Thursday’s Google Doodle celebrates pioneering geochemist Katsuko Saruhashi on what would have been her 98th birthday.

Saruhashi’s groundbreaking research focused on acid rain, radioactivity spread through oceans, and CO2 levels in seawater.

1. Saruhashi broke many glass ceilings

She was the first woman to earn a PhD in chemistry from the University of Tokyo in 1957, the first woman elected to the Science Council of Japan in 1980, and the first woman to win the Miyake Prize for geochemistry in 1985, an award named after her mentor, Miyake Yasuo.

2. To promote more women in the science, Saruhashi also started the Society of Japanese Women Scientists

The mission of the society, established in 1958, is to have more women contributing to sciences and world peace.

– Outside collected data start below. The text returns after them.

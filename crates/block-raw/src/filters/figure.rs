//! Media hoisting

use block_html::{NodeId, Tree};
use block_model::ContentSchema;
use block_model::schema::is_text_content;

use crate::filter::{FilterContext, NodeFilter};

const ALIGN_CLASSES: &[&str] = &["alignleft", "alignright", "aligncenter"];

/// Elements a `figure` accepts according to the block content schema.
fn figure_children(schema: &ContentSchema) -> ContentSchema {
    schema
        .get("figure")
        .and_then(|figure| figure.children.as_ref())
        .and_then(|children| children.resolve())
        .unwrap_or_default()
}

fn closest_paragraph_or_div(tree: &Tree, node: NodeId) -> Option<NodeId> {
    std::iter::once(node)
        .chain(tree.ancestors(node))
        .find(|id| tree.is_tag(*id, "p") || tree.is_tag(*id, "div"))
}

fn wrap_in_figure(tree: &mut Tree, node: NodeId, before: NodeId) {
    let figure = tree.create_element("figure");
    tree.insert_before(before, figure);
    tree.append(figure, node);
}

/// Moves media out of paragraphs into a `figure` of its own.
///
/// Media inside a paragraph or div is only moved when it is aligned or the
/// wrapper has no text; media at the top level is wrapped in place. A link
/// around nothing but the media travels with it.
#[derive(Debug, Default)]
pub struct FigureContentReducer;

impl NodeFilter for FigureContentReducer {
    fn name(&self) -> &'static str {
        "figure"
    }

    fn apply(&self, tree: &mut Tree, node: NodeId, context: &FilterContext<'_>) {
        let Some(tag) = tree.tag_name(node) else {
            return;
        };
        let children = figure_children(context.schema);
        if tag == "figcaption" || is_text_content(tag) || !children.contains_key(tag) {
            return;
        }

        let link_accepts = children
            .get("a")
            .and_then(|link| link.children.as_ref())
            .and_then(|c| c.resolve())
            .is_some_and(|link_children| link_children.contains_key(tag));
        let mut target = node;
        if let Some(parent) = tree.parent(node) {
            if link_accepts && tree.is_tag(parent, "a") && tree.children(parent).len() == 1 {
                target = parent;
            }
        }

        match closest_paragraph_or_div(tree, target) {
            Some(wrapper) => {
                let aligned = ALIGN_CLASSES.iter().any(|class| tree.has_class(node, class));
                if aligned || tree.text_content(wrapper).trim().is_empty() {
                    wrap_in_figure(tree, target, wrapper);
                }
            }
            None => {
                if tree.parent(target) == Some(tree.root()) {
                    wrap_in_figure(tree, target, target);
                }
            }
        }
    }
}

“There are many women who have the ability to become great scientists. I would like to see the day when women can contribute to science and technology on an equal footing with men,” she once said.

 

Geochemist Katsuko Saruhashi
Geochemist Katsuko Saruhashi speaks during an interview on August 23, 1999 in Japan.Sankei Archive/Getty Images

3. Saruhashi’s first major contribution to the field involved a methodology to determine CO2 levels in seawater

She was the first to determine carbonic acid levels based on temperature, pH Level, and chlorinity. Today, oceanographers call this “Saruhashi’s Table”.

4. Saruhashi’s second major area of research was to quantify nuclear pollution caused by testing in the 1950s

She measured the amount of radioactivity in seawater and found that fallout from U.S. atomic tests in the Marshall Islands in the 1950s reached Japan after about a year and a half. Her findings on how radioactivity spreads helped led to restrictions on oceanic nuclear experimentation in 1963.

5. In 1981, Saruhashi founded the Saruhashi Prize

The Saruhashi Prize is an annual award to recognize the research contributions of female scientists.

She died in 2007 of pneumonia.

Google’s Doodle remembers Saruhashi with an illustration that depicts her with a clipboard in front of a turbulent blue sea.